永遠(とわ)に…
「安西さん?」
「ん?」
「母に会いたくないですか?」
「そうだね。加奈ちゃんとは、随分 会ってないなぁ。」
「良かったら、会って帰りませんか?母も喜ぶと思うし…」
私は、母の事を持ち出して 彼を引き止めたかった。
このまま、お別れするともう会えなくなる気がして…
「会いたいけど、今夜は止めておくよ。」
私の思いは、無惨にもはかなく消えた。
「お店に戻るんですか?父も先生も、まだ…」
「行きたい所があるから…」
「そう…ですか…。」
「じゃ、またねぇ。受験 頑張って。」
「はい。頑張ります。
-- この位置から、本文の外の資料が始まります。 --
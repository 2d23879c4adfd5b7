//! Build-time console configuration

use hexadmin_core::{ConsoleConfig, ConsoleResult};

/// Endpoint overrides captured when the bundle was compiled
pub struct BuildConfig;

impl BuildConfig {
    pub const API_BASE_URL: Option<&'static str> = option_env!("HEXADMIN_API_BASE_URL");
    pub const API_PATH: Option<&'static str> = option_env!("HEXADMIN_API_PATH");
    pub const COOKIE_NAME: Option<&'static str> = option_env!("HEXADMIN_COOKIE_NAME");

    /// Resolve and validate the console settings for this build
    pub fn console_config() -> ConsoleResult<ConsoleConfig> {
        let config = with_overrides(
            ConsoleConfig::default(),
            Self::API_BASE_URL,
            Self::API_PATH,
            Self::COOKIE_NAME,
        );
        config.validate()?;
        Ok(config)
    }
}

fn with_overrides(
    mut config: ConsoleConfig,
    api_base_url: Option<&str>,
    api_path: Option<&str>,
    cookie_name: Option<&str>,
) -> ConsoleConfig {
    // Blank values are treated as unset
    fn present(value: Option<&str>) -> Option<&str> {
        value.map(str::trim).filter(|v| !v.is_empty())
    }

    if let Some(url) = present(api_base_url) {
        config.api_base_url = url.to_string();
    }
    if let Some(path) = present(api_path) {
        config.api_path = path.to_string();
    }
    if let Some(name) = present(cookie_name) {
        config.cookie_name = name.to_string();
    }
    config
}

#[cfg(test)]
mod tests {
    use super::*;

    #[test]
    fn overrides_replace_defaults() {
        let config = with_overrides(
            ConsoleConfig::default(),
            Some("https://api.example/v2"),
            Some("tea-shop"),
            Some("adminToken"),
        );

        assert_eq!(config.api_base_url, "https://api.example/v2");
        assert_eq!(config.api_path, "tea-shop");
        assert_eq!(config.cookie_name, "adminToken");
        assert!(config.validate().is_ok());
    }

    #[test]
    fn blank_overrides_keep_defaults() {
        let config = with_overrides(ConsoleConfig::default(), Some("  "), None, Some(""));

        assert_eq!(config.api_base_url, ConsoleConfig::DEFAULT_API_BASE_URL);
        assert_eq!(config.cookie_name, ConsoleConfig::DEFAULT_COOKIE_NAME);
    }

    #[test]
    fn overrides_are_trimmed() {
        let base_url = String::from("  https://api.example/v2 ");
        let config = with_overrides(
            ConsoleConfig::default(),
            Some(&base_url),
            Some(" tea-shop "),
            None,
        );

        assert_eq!(config.api_base_url, "https://api.example/v2");
        assert_eq!(config.api_path, "tea-shop");
    }
}
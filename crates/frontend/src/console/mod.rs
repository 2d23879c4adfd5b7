//! Console state shared across the component tree

mod context;
mod runtime;

pub use context::{ConsoleHandle, ConsoleProvider, ConsoleProviderProps, use_console};
pub use runtime::{BrowserController, ConsoleRuntime};
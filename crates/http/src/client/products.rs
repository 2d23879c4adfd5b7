//! Product endpoints

use super::{error::ClientError, typed::AuthenticatedAdminClient};
use crate::types::ProductsResponse;
use reqwest::Method;

impl AuthenticatedAdminClient {
    /// Fetch the admin product listing for this account
    pub async fn admin_products(&self) -> Result<ProductsResponse, ClientError> {
        if self.api_path().is_empty() {
            return Err(ClientError::Configuration(
                "api_path is required for product endpoints".into(),
            ));
        }

        let path = format!("/api/{}/admin/products", self.api_path());
        let response: ProductsResponse = self.execute(self.request(Method::GET, &path)).await?;
        if response.success {
            Ok(response)
        } else {
            Err(ClientError::Rejected {
                message: response.message,
            })
        }
    }
}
」
私は、シートベルトを外し ドアを開けようとした。
「真奈ちゃん?携帯かして?」
「えっ?… 」
「又 いつでも 連絡しておいで…」
安西さんに携帯を渡すと赤外線で 彼の連絡先を送信した。
やった!
「お昼過ぎには、起きてるから…」
「はい。電話もメールもします。」
「じゃ、ねぇ。おやすみ…」
「おやすみなさ〜い。」
安西さんの赤いスポーツカーが 走り去った。
外は、凍えそうになる位 寒かったけど 私の頬はポカポカしてた。